München (dpa/lby) – Die bayerischen Rundfunksender und Verlage wollen im Wettbewerb mit den großen Internetkonzernen mehr zusammenarbeiten. Nach einem Spitzengespräch am Montag in München sagte Medienminister Georg Eisenreich (CSU), es gebe das gemeinsame Verständnis, dass die großen Themen der Digitalisierung nur vernetzt bewältigt werden könnten. Die Staatsregierung werde das mit einer neuen Medienstandort-Agentur fördern. Sie solle Bayern als deutschen «Medienstandort Nummer eins» auch international vermarkten.

«Dass es keinen Sinn macht, allein zu agieren, das ist die Botschaft des heutigen Tages», sagte Eisenreich. Der Intendant des Bayerischen Rundfunks, Ulrich Wilhelm, habe seinen Vorschlag für eine gemeinsame Internet-Plattform deutscher oder europäischer Fernsehsender vorgestellt, sagte der Medien- und Digitalminister. In den nächsten Monaten wollten die bayerischen Medien vertieft über Zusammenarbeit, Kartellrecht, Regulierung und den Ausgleich zwischen Datenschutz und datenbezogenen Geschäftsmodellen beraten.
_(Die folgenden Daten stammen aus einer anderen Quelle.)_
//! Helpers shared by the integration tests.

use min_seam_lib::{Distance, EnergyGrid};
use proptest::prelude::*;

/// Cheapest seam cost found by trying every connected seam. Only usable on
/// tiny grids: the work grows like `cols * 3^rows`.
pub fn exhaustive_minimum_cost(grid: &EnergyGrid) -> Distance {
    fn walk(grid: &EnergyGrid, row: usize, col: usize, acc: Distance, best: &mut Distance) {
        if acc >= *best {
            return;
        }
        if row + 1 == grid.rows() {
            *best = acc;
            return;
        }
        let lo = col.saturating_sub(1);
        let hi = (col + 1).min(grid.cols() - 1);
        for next in lo..=hi {
            let step = grid.transition_cost((row, col), (row + 1, next));
            walk(grid, row + 1, next, acc + Distance::from(step), best);
        }
    }

    let mut best = Distance::MAX;
    for col in 0..grid.cols() {
        walk(grid, 0, col, 0, &mut best);
    }
    best
}

/// Rectangular grids of `rows` x `cols` with energies below `max_energy`.
pub fn grid_strategy(
    rows: std::ops::RangeInclusive<usize>,
    cols: std::ops::RangeInclusive<usize>,
    max_energy: u32,
) -> impl Strategy<Value = Vec<Vec<u32>>> {
    (rows, cols).prop_flat_map(move |(r, c)| {
        prop::collection::vec(prop::collection::vec(0..max_energy, c), r)
    })
}

/// Rectangular grids drawing energies from the whole `u64` range, biased
/// towards zero and `u64::MAX` so huge steps show up next to flat ones.
pub fn wide_grid_strategy(
    rows: std::ops::RangeInclusive<usize>,
    cols: std::ops::RangeInclusive<usize>,
) -> impl Strategy<Value = Vec<Vec<u64>>> {
    let energy = prop_oneof![Just(0u64), Just(u64::MAX), any::<u64>()];
    (rows, cols).prop_flat_map(move |(r, c)| {
        prop::collection::vec(prop::collection::vec(energy.clone(), c), r)
    })
}

pub fn assert_connected(columns: &[usize], cols: usize) {
    for &c in columns {
        assert!(c < cols, "column {c} outside 0..{cols}");
    }
    for pair in columns.windows(2) {
        assert!(
            pair[0].abs_diff(pair[1]) <= 1,
            "seam jumps from {} to {}",
            pair[0],
            pair[1]
        );
    }
}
Über den Vorschlag des stellvertretenden ProSiebenSat.1-Chefs Conrad Albert, Beitäge von Privatsendern über Politik und Gesellschaft mit Steuergeldern zu fördern, sei nicht gesprochen worden, sagte der Präsident der Bayerischen Landeszentrale für Neue Medien, Siegfried Schneider. An dem Spitzengespräch nahmen auch der Vorsitzende des Verbands bayerischer Zeitungsverleger, Andreas Scherer, Hubert-Burda-Media-Chef Paul-Bernhard Kallen, Vodafone-Manager Manuel Cubero, Constantin-Film-Chef Martin Moszkowicz und Lars Janssen vom Computerspiel-Verband Games teil.